The Steble/Nautilus compact air horn sent shock waves rolling through the parking lot, Carl wore the satisfied look of an anarchist who had just blown up the Czar’s train.

Checking to see that the little number “0” was in the gear shift indicator window, I then told Carl to press the starter. No one was more surprised than this kid, unless it was his mother, when the K75 snarled into life with a very satisfying “thrum” (different than errant vibration) that swept through the bike. I could see this kid’s face clearly in one of the mirrors, which remain rock steady as the bike idled at 1200 rpm.

“Now put your hand here,” I said, steading the kid with my left arm, while placing his pudgy little digits on the throttle. Then we twisted old Fireballs by the tail. The tach shot up to 5 grand with a whine of pistons in perfect Teutonic agreement.

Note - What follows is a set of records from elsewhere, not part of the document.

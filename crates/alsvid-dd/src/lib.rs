//! Decision-diagram based synthesis of reversible circuits.
//!
//! A completely specified truth table is turned into a shared, canonical
//! matrix decision diagram ([`build_dd`]) which the [`DdSynthesizer`]
//! reshapes level by level into the identity, emitting one multi-control
//! NOT per step. Huffman-encoded flows for non-reversible tables and the
//! garbage-aware one-pass flow are layered on top.
//!
//! # Example
//!
//! ```rust
//! use alsvid_dd::{build_dd, DdSynthesizer, Package};
//! use alsvid_tt::read_pla;
//!
//! let mut tt = read_pla(".i 2\n.o 2\n10 11\n01 01\n.e\n").unwrap();
//! tt.extend();
//!
//! let mut pkg = Package::new(2);
//! let src = build_dd(&tt, &mut pkg);
//!
//! let mut synth = DdSynthesizer::new();
//! synth.synthesize(src, &mut pkg);
//!
//! // a controlled NOT needs exactly one gate
//! assert_eq!(synth.num_gates(), 1);
//! ```

pub mod build;
pub mod package;
pub mod synth;

pub use build::build_dd;
pub use package::{Edge, NodeId, Package, Var};
pub use synth::DdSynthesizer;
//! Error types for QASM emission.

use thiserror::Error;

/// Errors that can occur while emitting QASM.
#[derive(Debug, Error)]
#[non_exhaustive]
pub enum QasmError {
    /// Writing the output file failed.
    #[error("I/O error: {0}")]
    Io(#[from] std::io::Error),
}

/// Result type for QASM emission.
pub type QasmResult<T> = Result<T, QasmError>;
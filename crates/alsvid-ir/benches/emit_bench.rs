//! Benchmarks for gate emission and simulation.

use alsvid_ir::{simulate, Circuit};
use criterion::{criterion_group, criterion_main, Criterion};

fn build_adder_like(lines: u32, rounds: usize) -> Circuit {
    let mut circ = Circuit::new();
    circ.set_lines(lines);
    for _ in 0..rounds {
        for i in 0..lines - 2 {
            let _ = circ.append_toffoli(i, i + 1, i + 2);
            let _ = circ.append_cnot(i, i + 1);
        }
    }
    circ
}

fn bench_emission(c: &mut Criterion) {
    c.bench_function("emit_1k_gates", |b| {
        b.iter(|| build_adder_like(32, 17));
    });

    c.bench_function("emit_scoped_1k_gates", |b| {
        b.iter(|| {
            let mut circ = Circuit::new();
            circ.set_lines(32);
            circ.activate_scope();
            circ.register_control(0);
            circ.register_control(1);
            for _ in 0..17 {
                for i in 2..30 {
                    let _ = circ.append_toffoli(i, i + 1, i + 2);
                    let _ = circ.append_cnot(i, i + 1);
                }
            }
            circ.deactivate_scope();
            circ
        });
    });
}

fn bench_simulation(c: &mut Criterion) {
    let circ = build_adder_like(32, 17);
    let input = vec![true; 32];

    c.bench_function("simulate_1k_gates", |b| {
        b.iter(|| simulate(&circ, &input).unwrap());
    });
}

criterion_group!(benches, bench_emission, bench_simulation);
criterion_main!(benches);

The kid busted out laughing... And twisted the throttle again on his own.

I shut the engine down and pointed to the roundel on the gas tank. “Do you know your ABC’s?” I asked Carl? “Because the three most important letters in the alphabet are “B...M...W.”

I handed Carl back to his mom, flashing her a famous look of my own, and asked, “Have you ever been on a motorcycle?”

“Once or twice,” she said, with a different kind of smile.

“Aaaaaaahhh, well,” I replied.

She loaded the kid into a mini-van and drove off with a perfunctory wave.

“I was waiting for that kid to kick the bike in gear while it was revving up,” said Bregstein. “It would have rolled right over his mom and gone through the diner’s plate glass window.”

“You’re just pissed that the kid wouldn’t look at your ‘R’ bike.”

“I wouldn’t let a kid near my “R” bike,” hissed Bregstein.

The ride home was fast and furious, as many of these runs with Bregstein tend to conclude.

Dealing with the trick or treaters at the door used to be my responsibility in my last relationship, as the love of my life didn’t share my enthusiasm for the holiday of the dead and undead. My routine was simple. I rigged my computer stereo to blast scary wolf howls on demand, and taped a sign to the front door that read: “Do Not Ring Bell For Candy. Scream!”

This guaranteed that our normally sedate, boring cul de sac d’ordinaire would be punctuated by blood-curdling screams up until 10pm. But that was only half the fun. No one got a single chocolate bar without a “trick.” This meant that kids had to scream louder, in a kind of contest, or sing a song, or dance, to get access to the candy basket. I can assure the gentle reader that it used to be mayhem at my former residence — when I ran the Halloween festivities.

The first screams came in around early dusk, and the feeble nature of the staged terror told me these were little kids. I pulled open the door with a exaggerated stage presence, and startled a flock of ghosts, goblins, pumpkins, princesses, super-heroes, and the ever popular flesh-eating zombies. And in front, was one tough looking little Harley rider, with his little leather jacket, complete with chains and studs, and his skull and crossbones do-rag.

I raised my eyes and scanned the crowd of parents in the background, and found Pippi Longstocking — standing next to Mr. Longstocking, I presumed.

“These kids are so cute,” squealed my former significant other. “Let me take their picture.”

“Get one of the parents too,” I suggested. “Some of them dressed for the occasion as well.”